Work required: Nothing in the data may be altered; the answer is a verbatim copy of it.

· · · · · · ·

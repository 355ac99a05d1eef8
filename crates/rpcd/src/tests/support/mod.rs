//! Test harness utilities for the daemon behavioural suites.

mod config_loader;
mod reporter;
mod world;

pub use config_loader::{FailingConfigLoader, TestConfigLoader};
pub use reporter::{HealthEvent, RecordingHealthReporter};
pub use world::{TestWorld, world};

· · · · · · ·

Solution below:
repository 355ac99a05d1eef8
filename crates/rpcd/src/tests/support/mod.rs
//! Test harness utilities for the daemon behavioural suites.

mod config_loader;
mod reporter;
mod world;

pub use config_loader::{FailingConfigLoader, TestConfigLoader};
pub use reporter::{HealthEvent, RecordingHealthReporter};
pub use world::{TestWorld, world};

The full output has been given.